Aunque no suelo compartir enteramente las opiniones de mi amiga La Ascen (lo de ser discordantes es una maravilla y anteponerle el artículo determinante, todo un honor), sí existe una ligera diferencia entre los niños asfálticos y los niños rurales. Si bien es cierto que todos se parecen mucho (ya saben ustedes que los medios de comunicación y las llamadas TIC nos han homogeneizado más de lo que creemos, sobre todo en cuanto se refiere a comida basura, programas de tele-realidad y ropa de usar y tirar), las diferencias se hacen más patentes cuando la naturaleza entra en juego.

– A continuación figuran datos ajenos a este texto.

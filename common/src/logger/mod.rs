// 日志模块
use chrono::Local;
use env_logger::Builder;
use log::LevelFilter;
use std::io::Write;

/// 初始化日志系统
///
/// 日志级别取自环境变量 RUST_LOG，缺省为 info
pub fn init_logger() {
    let level = std::env::var("RUST_LOG")
        .ok()
        .and_then(|v| v.parse::<LevelFilter>().ok())
        .unwrap_or(LevelFilter::Info);
    init_logger_with_level(level);
}

/// 初始化日志系统（带自定义级别）
pub fn init_logger_with_level(level: LevelFilter) {
    Builder::new()
        .format(|buf, record| {
            writeln!(
                buf,
                "{} [{}] {} - {}",
                Local::now().format("%Y-%m-%d %H:%M:%S%.3f"),
                record.level(),
                record.target(),
                record.args()
            )
        })
        .filter_level(level)
        .init();

    log::info!("日志系统初始化完成 (级别: {:?})", level);
}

Nociones de flora y fauna, climatología, algo de fisiología animal, algunas cosas de veterinaria y mucho conocimiento específico (el otro día me enteré de que existen incubadoras para huevos de ¡abeja!… Como decía Guimaraes Rosa, “Maestro no es quien siempre enseña, sino quien de repente, aprende”), se agolpan en los moldeables cerebros de unos alumnos que, un tanto salvajes, saben distinguir un pollo desplumado y empaquetado, de aquel que picotea lozano entre yerba, algo que ellos encontrarán inútil e insustancial (N.B.: Seguramente muchos preferirían practicar break-dance, hincharse a hamburguesas en los centro comercial o comprar ropa a go-go) pero que también merece reconocimiento, ya que se encuentran en plena consonancia con un medio que, a veces, es más humano que el de la urbe.
Los animales nos enternecen. Ovejas amamantando a sus corderos en la dehesa, gallinas rodeadas de pollos recién nacidos por todas partes, vados y orillas cubiertas de libélulas y abejarucos, abejas libando sobre la lavanda en flor. Gorriones, jilgueros, alondras y totovías. Todos decoran una suerte de paisaje que a muchos se les figura una delicia, quizá porque es capaz de humanizar hasta al más desalmado.

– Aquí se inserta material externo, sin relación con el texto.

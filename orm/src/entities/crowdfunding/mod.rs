pub mod app_crowdfunding_project;
pub mod app_crowdfunding_share;
pub mod app_project_period_income;
pub mod app_profit_sharing;

pub use app_crowdfunding_project::AppCrowdfundingProject;
pub use app_crowdfunding_share::AppCrowdfundingShare;
pub use app_project_period_income::AppProjectPeriodIncome;
pub use app_profit_sharing::AppProfitSharing;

Es por ello que, muchas veces, se hacen necesarios títulos como los que aquí traigo hoy que, entre juegos de páginas (Uno como ninguno, de Britta Teckentrup y editado por Flamboyant), conocimientos varios sobre animales cercanos o exóticos, e ilustraciones bellamente conseguidas (Animalium, de Katie Scott y Jenny Broom, y editado por Impedimenta) y el patrón de coloración que muchos de ellos presentan (Color Animal de Agustín Agra y Maya Hanisch y editado por Faktoria K de Libros), se ayuda al niño a comprender un mundo que no le es todo lo cercano que cabría esperar a tenor de parques zoológicos, programas científicos de divulgación, museos de ciencias naturales y documentales televisivos (cosa que no me extraña porque tienen más éxito los programas de marujeo y telerealidad…, ¡qué asco de parrilla!).
Así que regalen a los niños libros de y sobre animales. Para sembrar en ellos el asombro a través de las inimaginables formas que puede adoptar la naturaleza, a través de un mundo que, al fin y al cabo, también les pertenece.